#[cfg(test)]
mod tests {
    use super::*;
    use crate::{
        context::{Credentials, Provenance, Target, TenantContext},
        graph::resources::{ApplicationProtocol, ListenerAction, ResourceKind},
        lookup::{Context, NetworkEntry},
    };

    fn inputs() -> Inputs {
        Inputs {
            tenant: TenantContext {
                tenant: "Abc".to_string(),
                environment: "Dev".to_string(),
                product: "DbxAppProxy".to_string(),
                workspace_uri: "https://ws".to_string(),
                app_uri: "https://app".to_string(),
                hostname: "proxy".to_string(),
                zone: "example.com".to_string(),
            },
            credentials: Credentials {
                client_id: "id".to_string(),
                client_secret: "secret".to_string(),
            },
            provenance: Provenance::default(),
            target: Target {
                account: None,
                region: "eu-west-1".to_string(),
            },
        }
    }

    fn context() -> Context {
        Context::default()
            .with_parameter("/Abc/baseline/network/vpc-id", "vpc-1")
            .with_network(
                "vpc-1",
                NetworkEntry {
                    private_subnets: vec!["subnet-a".to_string(), "subnet-b".to_string()],
                    public_subnets: vec!["subnet-c".to_string(), "subnet-d".to_string()],
                },
            )
            .with_hosted_zone("example.com", "Z1")
    }

    fn service(graph: &ResourceGraph) -> &crate::graph::resources::ServiceSpec {
        match &graph.get(&LogicalId::new("Service")).unwrap().resource {
            Resource::Service(service) => service,
            other => panic!("unexpected resource: {other:?}"),
        }
    }

    #[test]
    fn test_build() {
        let graph = build(&inputs(), &Config::default(), &context()).unwrap();
        graph.validate().unwrap();
        assert_eq!(graph.of_kind(ResourceKind::Listener).count(), 2);
        assert_eq!(graph.of_kind(ResourceKind::AliasRecord).count(), 2);
        assert_eq!(graph.of_kind(ResourceKind::Certificate).count(), 1);
        assert_eq!(graph.of_kind(ResourceKind::Role).count(), 2);

        let service = service(&graph);
        assert!(service.enable_execute_command());
        assert_eq!(service.desired_count, 2);
        assert_eq!(service.subnets, vec!["subnet-a", "subnet-b"]);
        assert_eq!(graph.overrides().len(), 1);
    }

    #[test]
    fn test_listeners() {
        let graph = build(&inputs(), &Config::default(), &context()).unwrap();
        for node in graph.of_kind(ResourceKind::Listener) {
            let Resource::Listener(listener) = &node.resource else {
                unreachable!();
            };
            match listener.port {
                443 => {
                    assert_eq!(
                        listener.certificate.as_ref().map(|c| c.id().as_str()),
                        Some("SiteCertificate")
                    );
                    assert_eq!(listener.ssl_policy, Some(SslPolicy::Tls13Res));
                }
                80 => assert_eq!(
                    listener.action,
                    ListenerAction::Redirect {
                        protocol: ApplicationProtocol::Https,
                        port: 443,
                    }
                ),
                port => panic!("unexpected listener port {port}"),
            }
        }
    }

    #[test]
    fn test_target_group_tuning() {
        let graph = build(&inputs(), &Config::default(), &context()).unwrap();
        let node = graph.of_kind(ResourceKind::TargetGroup).next().unwrap();
        let Resource::TargetGroup(group) = &node.resource else {
            unreachable!();
        };
        assert_eq!(group.port, CONTAINER_PORT);
        assert_eq!(group.health_check.path, HEALTH_PATH);
        assert_eq!(group.health_check.healthy_threshold, 3);
        assert_eq!(group.health_check.unhealthy_threshold, 6);
        assert_eq!(
            group
                .attributes
                .get(DEREGISTRATION_DELAY_ATTRIBUTE)
                .map(String::as_str),
            Some("10")
        );
    }

    #[test]
    fn test_roles_are_separate() {
        let graph = build(&inputs(), &Config::default(), &context()).unwrap();
        let task = graph.task_definition(&LogicalId::new("TaskDef")).unwrap();
        assert_ne!(task.execution_role, task.task_role);

        let actions = |id: &str| -> Vec<String> {
            match &graph.get(&LogicalId::new(id)).unwrap().resource {
                Resource::Policy(policy) => policy.document.actions().map(String::from).collect(),
                other => panic!("unexpected resource: {other:?}"),
            }
        };
        let execution = actions("TaskDefExecutionRoleDefaultPolicy");
        assert!(execution.iter().any(|a| a == "secretsmanager:GetSecretValue"));
        assert!(!execution.iter().any(|a| a.starts_with("ssmmessages:")));
        let task_actions = actions("TaskDefTaskRoleDefaultPolicy");
        assert_eq!(task_actions.len(), SESSION_CHANNEL_ACTIONS.len());
        assert!(task_actions.iter().all(|a| a.starts_with("ssmmessages:")));
    }

    #[test]
    fn test_secret_scoped_to_arn() {
        let graph = build(&inputs(), &Config::default(), &context()).unwrap();
        let Resource::Policy(policy) = &graph
            .get(&LogicalId::new("TaskDefExecutionRoleDefaultPolicy"))
            .unwrap()
            .resource
        else {
            unreachable!();
        };
        let statement = policy
            .document
            .statements
            .iter()
            .find(|s| s.actions.iter().any(|a| a == "secretsmanager:GetSecretValue"))
            .unwrap();
        assert_eq!(
            statement.resources,
            vec![PolicyResource::Arn(LogicalId::new("CredsSecret"))]
        );
    }

    #[test]
    fn test_missing_network() {
        let context = Context::default().with_hosted_zone("example.com", "Z1");
        assert!(matches!(
            build(&inputs(), &Config::default(), &context),
            Err(Error::ParameterNotFound(_))
        ));
    }

    #[test]
    fn test_missing_zone() {
        let mut context = context();
        context.hosted_zones.clear();
        assert!(matches!(
            build(&inputs(), &Config::default(), &context),
            Err(Error::HostedZoneNotFound(_))
        ));
    }
}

------

> WHAT YOU SHOULD DO
The records above are to be given again in full, exactly.

> SOLUTION
#[cfg(test)]
mod tests {
    use super::*;
    use crate::{
        context::{Credentials, Provenance, Target, TenantContext},
        graph::resources::{ApplicationProtocol, ListenerAction, ResourceKind},
        lookup::{Context, NetworkEntry},
    };

    fn inputs() -> Inputs {
        Inputs {
            tenant: TenantContext {
                tenant: "Abc".to_string(),
                environment: "Dev".to_string(),
                product: "DbxAppProxy".to_string(),
                workspace_uri: "https://ws".to_string(),
                app_uri: "https://app".to_string(),
                hostname: "proxy".to_string(),
                zone: "example.com".to_string(),
            },
            credentials: Credentials {
                client_id: "id".to_string(),
                client_secret: "secret".to_string(),
            },
            provenance: Provenance::default(),
            target: Target {
                account: None,
                region: "eu-west-1".to_string(),
            },
        }
    }

    fn context() -> Context {
        Context::default()
            .with_parameter("/Abc/baseline/network/vpc-id", "vpc-1")
            .with_network(
                "vpc-1",
                NetworkEntry {
                    private_subnets: vec!["subnet-a".to_string(), "subnet-b".to_string()],
                    public_subnets: vec!["subnet-c".to_string(), "subnet-d".to_string()],
                },
            )
            .with_hosted_zone("example.com", "Z1")
    }

    fn service(graph: &ResourceGraph) -> &crate::graph::resources::ServiceSpec {
        match &graph.get(&LogicalId::new("Service")).unwrap().resource {
            Resource::Service(service) => service,
            other => panic!("unexpected resource: {other:?}"),
        }
    }

    #[test]
    fn test_build() {
        let graph = build(&inputs(), &Config::default(), &context()).unwrap();
        graph.validate().unwrap();
        assert_eq!(graph.of_kind(ResourceKind::Listener).count(), 2);
        assert_eq!(graph.of_kind(ResourceKind::AliasRecord).count(), 2);
        assert_eq!(graph.of_kind(ResourceKind::Certificate).count(), 1);
        assert_eq!(graph.of_kind(ResourceKind::Role).count(), 2);

        let service = service(&graph);
        assert!(service.enable_execute_command());
        assert_eq!(service.desired_count, 2);
        assert_eq!(service.subnets, vec!["subnet-a", "subnet-b"]);
        assert_eq!(graph.overrides().len(), 1);
    }

    #[test]
    fn test_listeners() {
        let graph = build(&inputs(), &Config::default(), &context()).unwrap();
        for node in graph.of_kind(ResourceKind::Listener) {
            let Resource::Listener(listener) = &node.resource else {
                unreachable!();
            };
            match listener.port {
                443 => {
                    assert_eq!(
                        listener.certificate.as_ref().map(|c| c.id().as_str()),
                        Some("SiteCertificate")
                    );
                    assert_eq!(listener.ssl_policy, Some(SslPolicy::Tls13Res));
                }
                80 => assert_eq!(
                    listener.action,
                    ListenerAction::Redirect {
                        protocol: ApplicationProtocol::Https,
                        port: 443,
                    }
                ),
                port => panic!("unexpected listener port {port}"),
            }
        }
    }

    #[test]
    fn test_target_group_tuning() {
        let graph = build(&inputs(), &Config::default(), &context()).unwrap();
        let node = graph.of_kind(ResourceKind::TargetGroup).next().unwrap();
        let Resource::TargetGroup(group) = &node.resource else {
            unreachable!();
        };
        assert_eq!(group.port, CONTAINER_PORT);
        assert_eq!(group.health_check.path, HEALTH_PATH);
        assert_eq!(group.health_check.healthy_threshold, 3);
        assert_eq!(group.health_check.unhealthy_threshold, 6);
        assert_eq!(
            group
                .attributes
                .get(DEREGISTRATION_DELAY_ATTRIBUTE)
                .map(String::as_str),
            Some("10")
        );
    }

    #[test]
    fn test_roles_are_separate() {
        let graph = build(&inputs(), &Config::default(), &context()).unwrap();
        let task = graph.task_definition(&LogicalId::new("TaskDef")).unwrap();
        assert_ne!(task.execution_role, task.task_role);

        let actions = |id: &str| -> Vec<String> {
            match &graph.get(&LogicalId::new(id)).unwrap().resource {
                Resource::Policy(policy) => policy.document.actions().map(String::from).collect(),
                other => panic!("unexpected resource: {other:?}"),
            }
        };
        let execution = actions("TaskDefExecutionRoleDefaultPolicy");
        assert!(execution.iter().any(|a| a == "secretsmanager:GetSecretValue"));
        assert!(!execution.iter().any(|a| a.starts_with("ssmmessages:")));
        let task_actions = actions("TaskDefTaskRoleDefaultPolicy");
        assert_eq!(task_actions.len(), SESSION_CHANNEL_ACTIONS.len());
        assert!(task_actions.iter().all(|a| a.starts_with("ssmmessages:")));
    }

    #[test]
    fn test_secret_scoped_to_arn() {
        let graph = build(&inputs(), &Config::default(), &context()).unwrap();
        let Resource::Policy(policy) = &graph
            .get(&LogicalId::new("TaskDefExecutionRoleDefaultPolicy"))
            .unwrap()
            .resource
        else {
            unreachable!();
        };
        let statement = policy
            .document
            .statements
            .iter()
            .find(|s| s.actions.iter().any(|a| a == "secretsmanager:GetSecretValue"))
            .unwrap();
        assert_eq!(
            statement.resources,
            vec![PolicyResource::Arn(LogicalId::new("CredsSecret"))]
        );
    }

    #[test]
    fn test_missing_network() {
        let context = Context::default().with_hosted_zone("example.com", "Z1");
        assert!(matches!(
            build(&inputs(), &Config::default(), &context),
            Err(Error::ParameterNotFound(_))
        ));
    }

    #[test]
    fn test_missing_zone() {
        let mut context = context();
        context.hosted_zones.clear();
        assert!(matches!(
            build(&inputs(), &Config::default(), &context),
            Err(Error::HostedZoneNotFound(_))
        ));
    }
}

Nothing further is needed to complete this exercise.